Task directions: The answer should be each line from the entries below that has the word "usize" in it.

Stored items
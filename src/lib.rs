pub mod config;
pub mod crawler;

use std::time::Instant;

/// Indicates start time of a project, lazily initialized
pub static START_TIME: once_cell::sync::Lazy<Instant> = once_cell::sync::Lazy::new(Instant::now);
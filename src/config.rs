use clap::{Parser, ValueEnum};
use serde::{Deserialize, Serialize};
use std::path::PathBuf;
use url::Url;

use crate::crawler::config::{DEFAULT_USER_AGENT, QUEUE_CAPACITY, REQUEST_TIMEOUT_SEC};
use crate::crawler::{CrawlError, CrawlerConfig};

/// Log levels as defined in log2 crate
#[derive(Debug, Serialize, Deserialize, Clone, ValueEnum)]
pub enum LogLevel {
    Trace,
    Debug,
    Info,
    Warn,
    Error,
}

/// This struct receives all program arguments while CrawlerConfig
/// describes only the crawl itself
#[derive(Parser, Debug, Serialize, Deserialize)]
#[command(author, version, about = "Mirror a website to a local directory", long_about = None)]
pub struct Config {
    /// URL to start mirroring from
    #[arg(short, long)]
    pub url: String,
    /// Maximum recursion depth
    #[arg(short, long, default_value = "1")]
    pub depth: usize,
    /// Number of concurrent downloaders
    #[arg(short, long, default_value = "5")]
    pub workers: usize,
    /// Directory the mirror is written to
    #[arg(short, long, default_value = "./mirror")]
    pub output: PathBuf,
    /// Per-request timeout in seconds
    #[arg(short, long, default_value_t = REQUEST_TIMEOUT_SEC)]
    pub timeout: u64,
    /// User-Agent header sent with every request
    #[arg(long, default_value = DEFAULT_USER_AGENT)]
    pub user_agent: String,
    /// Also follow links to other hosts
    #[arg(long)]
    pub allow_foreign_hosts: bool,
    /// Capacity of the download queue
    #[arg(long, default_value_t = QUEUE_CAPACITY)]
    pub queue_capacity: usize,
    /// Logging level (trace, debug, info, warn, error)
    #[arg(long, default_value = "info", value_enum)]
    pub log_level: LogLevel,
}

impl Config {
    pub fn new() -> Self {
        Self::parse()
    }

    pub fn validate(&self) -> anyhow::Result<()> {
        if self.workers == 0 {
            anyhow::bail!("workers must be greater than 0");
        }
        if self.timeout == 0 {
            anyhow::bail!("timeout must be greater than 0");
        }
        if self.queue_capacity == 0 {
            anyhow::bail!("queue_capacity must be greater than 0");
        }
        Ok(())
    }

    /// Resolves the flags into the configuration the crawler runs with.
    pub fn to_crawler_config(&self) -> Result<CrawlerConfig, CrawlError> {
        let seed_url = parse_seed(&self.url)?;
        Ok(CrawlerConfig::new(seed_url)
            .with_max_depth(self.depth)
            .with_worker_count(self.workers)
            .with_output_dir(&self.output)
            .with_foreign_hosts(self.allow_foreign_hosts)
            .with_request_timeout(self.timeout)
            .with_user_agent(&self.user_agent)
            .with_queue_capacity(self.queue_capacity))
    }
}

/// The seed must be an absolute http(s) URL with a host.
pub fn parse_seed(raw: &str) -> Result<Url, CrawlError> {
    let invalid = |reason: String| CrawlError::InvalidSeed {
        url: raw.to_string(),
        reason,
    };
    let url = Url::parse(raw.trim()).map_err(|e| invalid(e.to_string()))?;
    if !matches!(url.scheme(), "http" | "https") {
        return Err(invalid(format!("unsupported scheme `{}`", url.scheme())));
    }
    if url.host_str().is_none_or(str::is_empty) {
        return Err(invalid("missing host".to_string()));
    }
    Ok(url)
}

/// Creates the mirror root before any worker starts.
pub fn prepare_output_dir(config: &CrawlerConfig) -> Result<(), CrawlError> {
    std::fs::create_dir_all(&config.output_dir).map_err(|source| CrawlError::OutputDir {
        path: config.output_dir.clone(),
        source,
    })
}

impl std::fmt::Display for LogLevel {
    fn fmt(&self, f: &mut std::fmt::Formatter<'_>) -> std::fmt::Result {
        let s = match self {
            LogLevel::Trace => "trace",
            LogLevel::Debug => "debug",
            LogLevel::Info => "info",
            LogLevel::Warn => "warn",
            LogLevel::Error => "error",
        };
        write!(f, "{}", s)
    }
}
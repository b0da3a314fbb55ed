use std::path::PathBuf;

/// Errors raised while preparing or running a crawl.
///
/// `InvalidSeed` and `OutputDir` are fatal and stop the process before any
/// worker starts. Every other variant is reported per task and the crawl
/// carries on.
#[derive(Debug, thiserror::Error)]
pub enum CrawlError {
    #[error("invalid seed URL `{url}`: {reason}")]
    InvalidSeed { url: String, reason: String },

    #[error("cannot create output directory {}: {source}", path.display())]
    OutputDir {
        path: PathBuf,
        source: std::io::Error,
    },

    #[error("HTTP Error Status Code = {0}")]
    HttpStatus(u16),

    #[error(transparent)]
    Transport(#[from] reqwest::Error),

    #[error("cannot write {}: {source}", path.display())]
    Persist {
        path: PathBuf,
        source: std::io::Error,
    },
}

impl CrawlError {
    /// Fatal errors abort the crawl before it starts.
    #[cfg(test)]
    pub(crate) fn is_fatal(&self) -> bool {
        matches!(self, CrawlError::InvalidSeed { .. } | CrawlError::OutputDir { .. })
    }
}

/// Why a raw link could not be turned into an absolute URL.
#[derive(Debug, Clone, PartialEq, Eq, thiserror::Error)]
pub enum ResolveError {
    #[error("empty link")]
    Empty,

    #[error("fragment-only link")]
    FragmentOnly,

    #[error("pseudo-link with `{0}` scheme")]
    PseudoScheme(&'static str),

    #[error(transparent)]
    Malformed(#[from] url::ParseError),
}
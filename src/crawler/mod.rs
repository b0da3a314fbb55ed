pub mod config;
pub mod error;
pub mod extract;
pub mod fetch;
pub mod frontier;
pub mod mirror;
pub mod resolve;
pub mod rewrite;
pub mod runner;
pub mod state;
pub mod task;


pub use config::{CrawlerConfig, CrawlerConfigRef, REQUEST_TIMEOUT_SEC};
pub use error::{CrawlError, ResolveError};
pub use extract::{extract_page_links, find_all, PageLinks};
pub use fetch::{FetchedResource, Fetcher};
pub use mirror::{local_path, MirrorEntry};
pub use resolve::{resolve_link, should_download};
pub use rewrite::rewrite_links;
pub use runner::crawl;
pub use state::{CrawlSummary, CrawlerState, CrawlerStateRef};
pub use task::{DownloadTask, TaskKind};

Expected answer:
    pub depth: usize,
    pub workers: usize,
    pub queue_capacity: usize,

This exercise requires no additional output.